▶ Task to complete:
Exactly as written, output each of the entries below.

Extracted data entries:
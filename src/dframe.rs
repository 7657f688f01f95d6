//! Column-oriented data-frame codec.
//!
//! A table is stored as a group of equal-length growable column datasets
//! plus an ordered column-name attribute (`__pdcolumns__`); that order is
//! authoritative on reconstruction. Reads are chunked by an explicit row
//! budget so peak memory stays bounded, and may be narrowed by per-column
//! predicates before the remaining columns are materialized.

use ahash::AHashMap;
use ndarray::{ArrayD, IxDyn};

use crate::attrs;
use crate::data::{ArrayData, AttrMap, AttrValue, Dtype};
use crate::dataset::{self, DsetSpec};
use crate::file::{quote, StoreFile};
use crate::{shape, Result, StoreError, DEFAULT_ROW_BUDGET, JSON_ATTR, PDCOLUMNS_ATTR};

/// One column of values.
#[derive(Debug, Clone, PartialEq)]
pub enum ColumnData {
    Bool(Vec<bool>),
    Int64(Vec<i64>),
    Float64(Vec<f64>),
    Str(Vec<String>),
}

impl ColumnData {
    pub fn len(&self) -> usize {
        match self {
            ColumnData::Bool(v) => v.len(),
            ColumnData::Int64(v) => v.len(),
            ColumnData::Float64(v) => v.len(),
            ColumnData::Str(v) => v.len(),
        }
    }

    pub fn is_empty(&self) -> bool {
        self.len() == 0
    }

    pub fn dtype(&self) -> Dtype {
        match self {
            ColumnData::Bool(_) => Dtype::Bool,
            ColumnData::Int64(_) => Dtype::Int64,
            ColumnData::Float64(_) => Dtype::Float64,
            ColumnData::Str(_) => Dtype::Str,
        }
    }

    /// 1-d array projection for dataset storage.
    pub fn to_array(&self) -> ArrayData {
        fn arr1<T: Clone>(v: &[T]) -> ArrayD<T> {
            ArrayD::from_shape_vec(IxDyn(&[v.len()]), v.to_vec()).unwrap()
        }
        match self {
            ColumnData::Bool(v) => ArrayData::Bool(arr1(v)),
            ColumnData::Int64(v) => ArrayData::Int64(arr1(v)),
            ColumnData::Float64(v) => ArrayData::Float64(arr1(v)),
            ColumnData::Str(v) => ArrayData::Str(arr1(v)),
        }
    }

    /// Build from a 1-d array read back from a dataset.
    pub fn from_array(array: &ArrayData) -> Result<ColumnData> {
        if array.ndim() != 1 {
            return Err(StoreError::ShapeMismatch(format!(
                "a table column must be 1-d, got shape {:?}",
                array.shape()
            )));
        }
        Ok(match array {
            ArrayData::Bool(a) => ColumnData::Bool(a.iter().cloned().collect()),
            ArrayData::Int64(a) => ColumnData::Int64(a.iter().cloned().collect()),
            ArrayData::Float64(a) => ColumnData::Float64(a.iter().cloned().collect()),
            ArrayData::Str(a) => ColumnData::Str(a.iter().cloned().collect()),
        })
    }

    pub fn value_at(&self, i: usize) -> AttrValue {
        match self {
            ColumnData::Bool(v) => AttrValue::Bool(v[i]),
            ColumnData::Int64(v) => AttrValue::Int(v[i]),
            ColumnData::Float64(v) => AttrValue::Float(v[i]),
            ColumnData::Str(v) => AttrValue::Str(v[i].clone()),
        }
    }

    /// Values at the given indices, in order.
    pub fn select(&self, indices: &[usize]) -> ColumnData {
        match self {
            ColumnData::Bool(v) => ColumnData::Bool(indices.iter().map(|&i| v[i]).collect()),
            ColumnData::Int64(v) => ColumnData::Int64(indices.iter().map(|&i| v[i]).collect()),
            ColumnData::Float64(v) => ColumnData::Float64(indices.iter().map(|&i| v[i]).collect()),
            ColumnData::Str(v) => {
                ColumnData::Str(indices.iter().map(|&i| v[i].clone()).collect())
            }
        }
    }

    /// Append another column of the same dtype.
    pub fn append(&mut self, other: ColumnData) -> Result<()> {
        match (self, other) {
            (ColumnData::Bool(a), ColumnData::Bool(b)) => a.extend(b),
            (ColumnData::Int64(a), ColumnData::Int64(b)) => a.extend(b),
            (ColumnData::Float64(a), ColumnData::Float64(b)) => a.extend(b),
            (ColumnData::Str(a), ColumnData::Str(b)) => a.extend(b),
            (a, b) => {
                return Err(StoreError::DtypeMismatch {
                    expected: a.dtype(),
                    actual: b.dtype(),
                })
            }
        }
        Ok(())
    }
}
//! seistore - hierarchical typed persistence engine
//!
//! A path-indexed, typed, resizable storage abstraction for seismic hazard
//! calculation artifacts. Provides:
//! - growable typed datasets addressed by slash-separated paths
//! - a polymorphic record protocol that round-trips nested mappings, arrays
//!   and tagged custom types through the store
//! - a column-oriented data-frame codec with chunked, predicate-filtered reads
//! - a named-axis array codec with selection and long-format conversion
//!
//! The store follows a single-writer/multiple-reader contract: one handle
//! opened in `Append` mode populates the file, then toggles concurrent-read
//! mode; other processes open the same file read-only and observe
//! monotonically growing datasets via `refresh`.

pub mod attrs;
pub mod csvio;
pub mod data;
pub mod dataset;
pub mod dframe;
pub mod file;
pub mod object;
pub mod shape;
pub mod store;
pub mod wrapper;

// Re-export main types
pub use data::{ArrayData, AttrMap, AttrValue, Dtype};
pub use dataset::{DsetSpec, ExtDset};
pub use dframe::{ColumnData, DataFrame, Pred, ReadOptions};
pub use file::{Mode, StoreFile};
pub use object::{GroupRecord, Payload, Persistent, Retrieved, StorableValue};
pub use shape::{AxisTags, ShapeDescr};
pub use store::DataStore;
pub use wrapper::ArrayWrapper;

/// Attribute carrying the reconstruction type tag of a polymorphic record.
pub const PYCLASS_ATTR: &str = "__pyclass__";
/// Attribute carrying the space-joined, ordered column names of a table.
pub const PDCOLUMNS_ATTR: &str = "__pdcolumns__";
/// Attribute carrying the JSON-encoded shape descriptor of a dataset.
pub const JSON_ATTR: &str = "json";

/// Default maximum number of table rows materialized per read chunk.
pub const DEFAULT_ROW_BUDGET: usize = 10_000_000;

/// Storage engine error type
#[derive(Debug, thiserror::Error)]
pub enum StoreError {
    #[error("IO error: {0}")]
    Io(#[from] std::io::Error),

    #[error("Invalid file format")]
    InvalidFormat,

    #[error("Version mismatch: expected {expected}, got {actual}")]
    VersionMismatch { expected: u32, actual: u32 },

    #[error("Checksum mismatch")]
    ChecksumMismatch,

    #[error("Key not found: {0}")]
    KeyNotFound(String),

    #[error("Node already exists: {0}")]
    NodeExists(String),

    #[error("Not a group: {0}")]
    NotAGroup(String),

    #[error("Not a dataset: {0}")]
    NotADataset(String),

    #[error("Not a data frame: {0}")]
    NotADataFrame(String),

    #[error("Empty dataset: {0}")]
    EmptyDataset(String),

    #[error("Cannot encode attribute {field}={value}: {source}")]
    AttributeEncoding {
        field: String,
        value: String,
        #[source]
        source: Box<StoreError>,
    },

    #[error("Could not write {value} at {path}: {source}")]
    NodeWrite {
        path: String,
        value: String,
        #[source]
        source: Box<StoreError>,
    },

    #[error("Unknown type tag: {0}")]
    UnknownTypeTag(String),

    #[error("Type tag mismatch: expected {expected}, got {actual}")]
    TagMismatch { expected: String, actual: String },

    #[error("Shape mismatch: {0}")]
    ShapeMismatch(String),

    #[error("Dtype mismatch: expected {expected:?}, got {actual:?}")]
    DtypeMismatch { expected: Dtype, actual: Dtype },

    #[error("Invalid mode: {0}")]
    ModeError(String),

    #[error("Invalid selector: {0}")]
    InvalidSelector(String),

    #[error("Serialization error: {0}")]
    Serialization(String),

    #[error("CSV error: {0}")]
    Csv(String),
}

pub type Result<T> = std::result::Result<T, StoreError>;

▶ Solution below:
filename src/dframe.rs
repository 7657f688f01f95d6
//! Column-oriented data-frame codec.
//!
//! A table is stored as a group of equal-length growable column datasets
//! plus an ordered column-name attribute (`__pdcolumns__`); that order is
//! authoritative on reconstruction. Reads are chunked by an explicit row
//! budget so peak memory stays bounded, and may be narrowed by per-column
//! predicates before the remaining columns are materialized.

use ahash::AHashMap;
use ndarray::{ArrayD, IxDyn};

use crate::attrs;
use crate::data::{ArrayData, AttrMap, AttrValue, Dtype};
use crate::dataset::{self, DsetSpec};
use crate::file::{quote, StoreFile};
use crate::{shape, Result, StoreError, DEFAULT_ROW_BUDGET, JSON_ATTR, PDCOLUMNS_ATTR};

/// One column of values.
#[derive(Debug, Clone, PartialEq)]
pub enum ColumnData {
    Bool(Vec<bool>),
    Int64(Vec<i64>),
    Float64(Vec<f64>),
    Str(Vec<String>),
}

impl ColumnData {
    pub fn len(&self) -> usize {
        match self {
            ColumnData::Bool(v) => v.len(),
            ColumnData::Int64(v) => v.len(),
            ColumnData::Float64(v) => v.len(),
            ColumnData::Str(v) => v.len(),
        }
    }

    pub fn is_empty(&self) -> bool {
        self.len() == 0
    }

    pub fn dtype(&self) -> Dtype {
        match self {
            ColumnData::Bool(_) => Dtype::Bool,
            ColumnData::Int64(_) => Dtype::Int64,
            ColumnData::Float64(_) => Dtype::Float64,
            ColumnData::Str(_) => Dtype::Str,
        }
    }

    /// 1-d array projection for dataset storage.
    pub fn to_array(&self) -> ArrayData {
        fn arr1<T: Clone>(v: &[T]) -> ArrayD<T> {
            ArrayD::from_shape_vec(IxDyn(&[v.len()]), v.to_vec()).unwrap()
        }
        match self {
            ColumnData::Bool(v) => ArrayData::Bool(arr1(v)),
            ColumnData::Int64(v) => ArrayData::Int64(arr1(v)),
            ColumnData::Float64(v) => ArrayData::Float64(arr1(v)),
            ColumnData::Str(v) => ArrayData::Str(arr1(v)),
        }
    }

    /// Build from a 1-d array read back from a dataset.
    pub fn from_array(array: &ArrayData) -> Result<ColumnData> {
        if array.ndim() != 1 {
            return Err(StoreError::ShapeMismatch(format!(
                "a table column must be 1-d, got shape {:?}",
                array.shape()
            )));
        }
        Ok(match array {
            ArrayData::Bool(a) => ColumnData::Bool(a.iter().cloned().collect()),
            ArrayData::Int64(a) => ColumnData::Int64(a.iter().cloned().collect()),
            ArrayData::Float64(a) => ColumnData::Float64(a.iter().cloned().collect()),
            ArrayData::Str(a) => ColumnData::Str(a.iter().cloned().collect()),
        })
    }

    pub fn value_at(&self, i: usize) -> AttrValue {
        match self {
            ColumnData::Bool(v) => AttrValue::Bool(v[i]),
            ColumnData::Int64(v) => AttrValue::Int(v[i]),
            ColumnData::Float64(v) => AttrValue::Float(v[i]),
            ColumnData::Str(v) => AttrValue::Str(v[i].clone()),
        }
    }

    /// Values at the given indices, in order.
    pub fn select(&self, indices: &[usize]) -> ColumnData {
        match self {
            ColumnData::Bool(v) => ColumnData::Bool(indices.iter().map(|&i| v[i]).collect()),
            ColumnData::Int64(v) => ColumnData::Int64(indices.iter().map(|&i| v[i]).collect()),
            ColumnData::Float64(v) => ColumnData::Float64(indices.iter().map(|&i| v[i]).collect()),
            ColumnData::Str(v) => {
                ColumnData::Str(indices.iter().map(|&i| v[i].clone()).collect())
            }
        }
    }

    /// Append another column of the same dtype.
    pub fn append(&mut self, other: ColumnData) -> Result<()> {
        match (self, other) {
            (ColumnData::Bool(a), ColumnData::Bool(b)) => a.extend(b),
            (ColumnData::Int64(a), ColumnData::Int64(b)) => a.extend(b),
            (ColumnData::Float64(a), ColumnData::Float64(b)) => a.extend(b),
            (ColumnData::Str(a), ColumnData::Str(b)) => a.extend(b),
            (a, b) => {
                return Err(StoreError::DtypeMismatch {
                    expected: a.dtype(),
                    actual: b.dtype(),
                })
            }
        }
        Ok(())
    }
}
//! seistore - hierarchical typed persistence engine
//!
//! A path-indexed, typed, resizable storage abstraction for seismic hazard
//! calculation artifacts. Provides:
//! - growable typed datasets addressed by slash-separated paths
//! - a polymorphic record protocol that round-trips nested mappings, arrays
//!   and tagged custom types through the store
//! - a column-oriented data-frame codec with chunked, predicate-filtered reads
//! - a named-axis array codec with selection and long-format conversion
//!
//! The store follows a single-writer/multiple-reader contract: one handle
//! opened in `Append` mode populates the file, then toggles concurrent-read
//! mode; other processes open the same file read-only and observe
//! monotonically growing datasets via `refresh`.

pub mod attrs;
pub mod csvio;
pub mod data;
pub mod dataset;
pub mod dframe;
pub mod file;
pub mod object;
pub mod shape;
pub mod store;
pub mod wrapper;

// Re-export main types
pub use data::{ArrayData, AttrMap, AttrValue, Dtype};
pub use dataset::{DsetSpec, ExtDset};
pub use dframe::{ColumnData, DataFrame, Pred, ReadOptions};
pub use file::{Mode, StoreFile};
pub use object::{GroupRecord, Payload, Persistent, Retrieved, StorableValue};
pub use shape::{AxisTags, ShapeDescr};
pub use store::DataStore;
pub use wrapper::ArrayWrapper;

/// Attribute carrying the reconstruction type tag of a polymorphic record.
pub const PYCLASS_ATTR: &str = "__pyclass__";
/// Attribute carrying the space-joined, ordered column names of a table.
pub const PDCOLUMNS_ATTR: &str = "__pdcolumns__";
/// Attribute carrying the JSON-encoded shape descriptor of a dataset.
pub const JSON_ATTR: &str = "json";

/// Default maximum number of table rows materialized per read chunk.
pub const DEFAULT_ROW_BUDGET: usize = 10_000_000;

/// Storage engine error type
#[derive(Debug, thiserror::Error)]
pub enum StoreError {
    #[error("IO error: {0}")]
    Io(#[from] std::io::Error),

    #[error("Invalid file format")]
    InvalidFormat,

    #[error("Version mismatch: expected {expected}, got {actual}")]
    VersionMismatch { expected: u32, actual: u32 },

    #[error("Checksum mismatch")]
    ChecksumMismatch,

    #[error("Key not found: {0}")]
    KeyNotFound(String),

    #[error("Node already exists: {0}")]
    NodeExists(String),

    #[error("Not a group: {0}")]
    NotAGroup(String),

    #[error("Not a dataset: {0}")]
    NotADataset(String),

    #[error("Not a data frame: {0}")]
    NotADataFrame(String),

    #[error("Empty dataset: {0}")]
    EmptyDataset(String),

    #[error("Cannot encode attribute {field}={value}: {source}")]
    AttributeEncoding {
        field: String,
        value: String,
        #[source]
        source: Box<StoreError>,
    },

    #[error("Could not write {value} at {path}: {source}")]
    NodeWrite {
        path: String,
        value: String,
        #[source]
        source: Box<StoreError>,
    },

    #[error("Unknown type tag: {0}")]
    UnknownTypeTag(String),

    #[error("Type tag mismatch: expected {expected}, got {actual}")]
    TagMismatch { expected: String, actual: String },

    #[error("Shape mismatch: {0}")]
    ShapeMismatch(String),

    #[error("Dtype mismatch: expected {expected:?}, got {actual:?}")]
    DtypeMismatch { expected: Dtype, actual: Dtype },

    #[error("Invalid mode: {0}")]
    ModeError(String),

    #[error("Invalid selector: {0}")]
    InvalidSelector(String),

    #[error("Serialization error: {0}")]
    Serialization(String),

    #[error("CSV error: {0}")]
    Csv(String),
}

pub type Result<T> = std::result::Result<T, StoreError>;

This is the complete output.